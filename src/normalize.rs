// src/normalize.rs
//! Per-frame removal of pose translation, scale and in-plane rotation.

use crate::config::PipelineConfig;
use crate::joints::{LEFT_HIP, LEFT_SHOULDER, RIGHT_HIP, RIGHT_SHOULDER};
use crate::sequence::PoseSequence;
use nalgebra::{Rotation2, Vector2, Vector3};
use ndarray::{ArrayViewMut2, Axis};

#[derive(Debug, Clone, Copy, PartialEq)]
pub enum ScaleSource {
    HipWidth,
    ShoulderWidth,
    Unit,
}

#[derive(Debug, Clone)]
pub struct SpatialNormalizer {
    min_scale: f32,
}

impl SpatialNormalizer {
    pub fn new(config: &PipelineConfig) -> Self {
        Self {
            min_scale: config.normalize.min_scale,
        }
    }

    /// Every frame is normalized on its own; there is no coupling across time.
    pub fn normalize(&self, sequence: &PoseSequence) -> PoseSequence {
        let mut out = sequence.clone();
        for frame in out.data.axis_iter_mut(Axis(0)) {
            self.normalize_frame(frame);
        }
        out
    }

    /// Hip midpoint to the origin, hip width to 1 (shoulder width, then 1, when
    /// degenerate), hips rotated horizontal, shoulders forced to positive y.
    pub fn normalize_frame(&self, mut frame: ArrayViewMut2<'_, f32>) -> ScaleSource {
        let point = |frame: &ArrayViewMut2<'_, f32>, j: usize| {
            Vector3::new(frame[[j, 0]], frame[[j, 1]], frame[[j, 2]])
        };

        let left_hip = point(&frame, LEFT_HIP);
        let right_hip = point(&frame, RIGHT_HIP);
        let mid_hip = (left_hip + right_hip) / 2.0;
        for mut joint in frame.rows_mut() {
            for dim in 0..3 {
                joint[dim] -= mid_hip[dim];
            }
        }

        let hip_width = (right_hip - left_hip).norm();
        let (scale, source) = if hip_width >= self.min_scale {
            (hip_width, ScaleSource::HipWidth)
        } else {
            let shoulder_width = (point(&frame, RIGHT_SHOULDER) - point(&frame, LEFT_SHOULDER)).norm();
            if shoulder_width > self.min_scale {
                (shoulder_width, ScaleSource::ShoulderWidth)
            } else {
                (1.0, ScaleSource::Unit)
            }
        };
        for mut joint in frame.rows_mut() {
            for dim in 0..3 {
                joint[dim] /= scale;
            }
        }

        let hip_vec = Vector2::new(
            frame[[RIGHT_HIP, 0]] - frame[[LEFT_HIP, 0]],
            frame[[RIGHT_HIP, 1]] - frame[[LEFT_HIP, 1]],
        );
        let rotation = Rotation2::new(-hip_vec.y.atan2(hip_vec.x));
        for mut joint in frame.rows_mut() {
            let rotated = rotation * Vector2::new(joint[0], joint[1]);
            joint[0] = rotated.x;
            joint[1] = rotated.y;
        }

        let mid_shoulder_y = (frame[[LEFT_SHOULDER, 1]] + frame[[RIGHT_SHOULDER, 1]]) / 2.0;
        if mid_shoulder_y < 0.0 {
            for mut joint in frame.rows_mut() {
                joint[1] = -joint[1];
                joint[2] = -joint[2];
            }
        }

        source
    }
}
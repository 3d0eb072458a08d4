// src/sequence.rs
//! Core data model: pose sequences and swing windows.

use crate::error::{PipelineError, Result};
use crate::joints::{NUM_CHANNELS, NUM_JOINTS, VISIBILITY};
use nalgebra::Vector3;
use ndarray::{s, Array1, Array2, Array3, ArrayView2, Axis};
use serde::{Deserialize, Serialize};

/// A pose landmark sequence across time.
///
/// * `data`: `(T, 33, 4)` with `[x, y, z, visibility]`
/// * `frame_times`: `(T,)` seconds, non-decreasing
/// * `interpolation_mask`: `(T, 33)`, true where a joint was synthesized
/// * `valid_mask`: `(T,)`, true where the frame is usable
///
/// Stages never mutate a sequence in place; each returns a new one.
#[derive(Debug, Clone, PartialEq, Serialize, Deserialize)]
pub struct PoseSequence {
    pub data: Array3<f32>,
    pub frame_times: Array1<f32>,
    pub fps: f32,
    pub interpolation_mask: Array2<bool>,
    pub valid_mask: Array1<bool>,
}

impl PoseSequence {
    pub fn new(
        data: Array3<f32>,
        frame_times: Array1<f32>,
        fps: f32,
        interpolation_mask: Array2<bool>,
        valid_mask: Array1<bool>,
    ) -> Result<Self> {
        let t = data.shape()[0];
        check_shape("data", data.shape(), &[t, NUM_JOINTS, NUM_CHANNELS])?;
        check_shape("frame_times", frame_times.shape(), &[t])?;
        check_shape("interpolation_mask", interpolation_mask.shape(), &[t, NUM_JOINTS])?;
        check_shape("valid_mask", valid_mask.shape(), &[t])?;
        if !(fps > 0.0) {
            return Err(PipelineError::invalid_config("fps", "must be > 0"));
        }
        if frame_times.iter().zip(frame_times.iter().skip(1)).any(|(a, b)| !(b >= a)) {
            return Err(PipelineError::invalid_config("frame_times", "must be non-decreasing"));
        }
        Ok(Self {
            data,
            frame_times,
            fps,
            interpolation_mask,
            valid_mask,
        })
    }

    /// Raw sequence straight from the detector: nothing interpolated yet,
    /// frame times at `i / fps`.
    pub fn from_raw(data: Array3<f32>, fps: f32, valid_mask: Array1<bool>) -> Result<Self> {
        let t = data.shape()[0];
        let fps_safe = fps.max(1e-3);
        let frame_times = Array1::from_iter((0..t).map(|i| i as f32 / fps_safe));
        let interpolation_mask = Array2::from_elem((t, NUM_JOINTS), false);
        Self::new(data, frame_times, fps, interpolation_mask, valid_mask)
    }

    pub fn num_frames(&self) -> usize {
        self.data.shape()[0]
    }

    pub fn is_empty(&self) -> bool {
        self.num_frames() == 0
    }

    pub fn frame(&self, t: usize) -> ArrayView2<'_, f32> {
        self.data.index_axis(Axis(0), t)
    }

    pub fn position(&self, t: usize, joint: usize) -> Vector3<f64> {
        Vector3::new(
            self.data[[t, joint, 0]] as f64,
            self.data[[t, joint, 1]] as f64,
            self.data[[t, joint, 2]] as f64,
        )
    }

    pub fn visibility(&self, t: usize, joint: usize) -> f32 {
        self.data[[t, joint, VISIBILITY]]
    }

    /// Fraction of (frame, joint) cells that were synthesized.
    pub fn interpolation_ratio(&self) -> f32 {
        if self.interpolation_mask.is_empty() {
            return 0.0;
        }
        let flagged = self.interpolation_mask.iter().filter(|&&m| m).count();
        flagged as f32 / self.interpolation_mask.len() as f32
    }

    /// Copy of frames `[start, end)`, clamped to the sequence.
    pub fn slice(&self, start: usize, end: usize) -> PoseSequence {
        let end = end.min(self.num_frames());
        let start = start.min(end);
        PoseSequence {
            data: self.data.slice(s![start..end, .., ..]).to_owned(),
            frame_times: self.frame_times.slice(s![start..end]).to_owned(),
            fps: self.fps,
            interpolation_mask: self.interpolation_mask.slice(s![start..end, ..]).to_owned(),
            valid_mask: self.valid_mask.slice(s![start..end]).to_owned(),
        }
    }
}

/// Frame-level usability: at least one joint reaches the visibility threshold.
pub fn frame_validity(data: &Array3<f32>, threshold: f32) -> Array1<bool> {
    Array1::from_iter(data.outer_iter().map(|frame| {
        frame
            .column(VISIBILITY)
            .iter()
            .fold(f32::NEG_INFINITY, |acc, &v| acc.max(v))
            >= threshold
    }))
}

fn check_shape(what: &'static str, actual: &[usize], expected: &[usize]) -> Result<()> {
    if actual != expected {
        return Err(PipelineError::ShapeMismatch {
            what,
            expected: expected.to_vec(),
            actual: actual.to_vec(),
        });
    }
    Ok(())
}

#[derive(Debug, Clone, Copy, PartialEq, Eq, Serialize, Deserialize)]
#[serde(rename_all = "snake_case")]
pub enum WindowMethod {
    WristVelocity,
    TorsoAngle,
}

impl WindowMethod {
    pub fn as_str(&self) -> &'static str {
        match self {
            WindowMethod::WristVelocity => "wrist_velocity",
            WindowMethod::TorsoAngle => "torso_angle",
        }
    }
}

/// Swing window `[start_frame, end_frame)` on the fixed-fps video timeline.
#[derive(Debug, Clone, Copy, PartialEq, Serialize, Deserialize)]
pub struct SwingWindow {
    pub start_frame: usize,
    pub end_frame: usize,
    pub confidence: f32,
    pub method: WindowMethod,
}

impl SwingWindow {
    pub fn num_frames(&self) -> usize {
        self.end_frame.saturating_sub(self.start_frame)
    }

    pub fn is_empty(&self) -> bool {
        self.num_frames() == 0
    }
}

#[cfg(test)]
mod tests {
    use super::*;

    fn sequence(t: usize) -> PoseSequence {
        let mut data = Array3::zeros((t, NUM_JOINTS, NUM_CHANNELS));
        for i in 0..t {
            data[[i, 0, 0]] = i as f32;
            data[[i, 0, VISIBILITY]] = 0.9;
        }
        PoseSequence::from_raw(data, 30.0, Array1::from_elem(t, true)).unwrap()
    }

    #[test]
    fn test_rejects_mismatched_masks() {
        let data = Array3::zeros((4, NUM_JOINTS, NUM_CHANNELS));
        let result = PoseSequence::new(
            data,
            Array1::zeros(4),
            30.0,
            Array2::from_elem((3, NUM_JOINTS), false),
            Array1::from_elem(4, true),
        );
        assert!(matches!(result, Err(PipelineError::ShapeMismatch { what: "interpolation_mask", .. })));
    }

    #[test]
    fn test_rejects_decreasing_frame_times() {
        let build = |times: Vec<f32>| {
            PoseSequence::new(
                Array3::zeros((3, NUM_JOINTS, NUM_CHANNELS)),
                Array1::from_vec(times),
                30.0,
                Array2::from_elem((3, NUM_JOINTS), false),
                Array1::from_elem(3, true),
            )
        };
        assert!(matches!(
            build(vec![0.0, 0.1, 0.05]),
            Err(PipelineError::InvalidConfig { ref field, .. }) if field == "frame_times"
        ));
        assert!(build(vec![0.0, f32::NAN, 0.2]).is_err());
        assert!(build(vec![0.0, 0.1, 0.1]).is_ok());
    }

    #[test]
    fn test_slice_keeps_all_channels_aligned() {
        let seq = sequence(10);
        let part = seq.slice(3, 7);
        assert_eq!(part.num_frames(), 4);
        assert_eq!(part.data[[0, 0, 0]], 3.0);
        assert_eq!(part.frame_times.len(), 4);
        assert_eq!(part.interpolation_mask.shape(), &[4, NUM_JOINTS]);
        assert_eq!(part.valid_mask.len(), 4);
    }

    #[test]
    fn test_slice_clamps_out_of_range() {
        let seq = sequence(5);
        assert_eq!(seq.slice(3, 50).num_frames(), 2);
        assert!(seq.slice(9, 12).is_empty());
    }

    #[test]
    fn test_window_length_never_negative() {
        let window = SwingWindow {
            start_frame: 8,
            end_frame: 3,
            confidence: 0.5,
            method: WindowMethod::TorsoAngle,
        };
        assert_eq!(window.num_frames(), 0);
        assert_eq!(window.method.as_str(), "torso_angle");
    }

    #[test]
    fn test_frame_validity_uses_best_joint() {
        let mut data = Array3::zeros((2, NUM_JOINTS, NUM_CHANNELS));
        data[[0, 5, VISIBILITY]] = 0.7;
        let valid = frame_validity(&data, 0.5);
        assert_eq!(valid.to_vec(), vec![true, false]);
    }
}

▸ Your instructions
Write out only the lines from the very start of the entries above to the line that includes "#[derive(Debug, Clone)]", both ends included, each one unchanged.

▸ Answer area
filename src/normalize.rs
// src/normalize.rs
//! Per-frame removal of pose translation, scale and in-plane rotation.

use crate::config::PipelineConfig;
use crate::joints::{LEFT_HIP, LEFT_SHOULDER, RIGHT_HIP, RIGHT_SHOULDER};
use crate::sequence::PoseSequence;
use nalgebra::{Rotation2, Vector2, Vector3};
use ndarray::{ArrayViewMut2, Axis};

#[derive(Debug, Clone, Copy, PartialEq)]
pub enum ScaleSource {
    HipWidth,
    ShoulderWidth,
    Unit,
}

#[derive(Debug, Clone)]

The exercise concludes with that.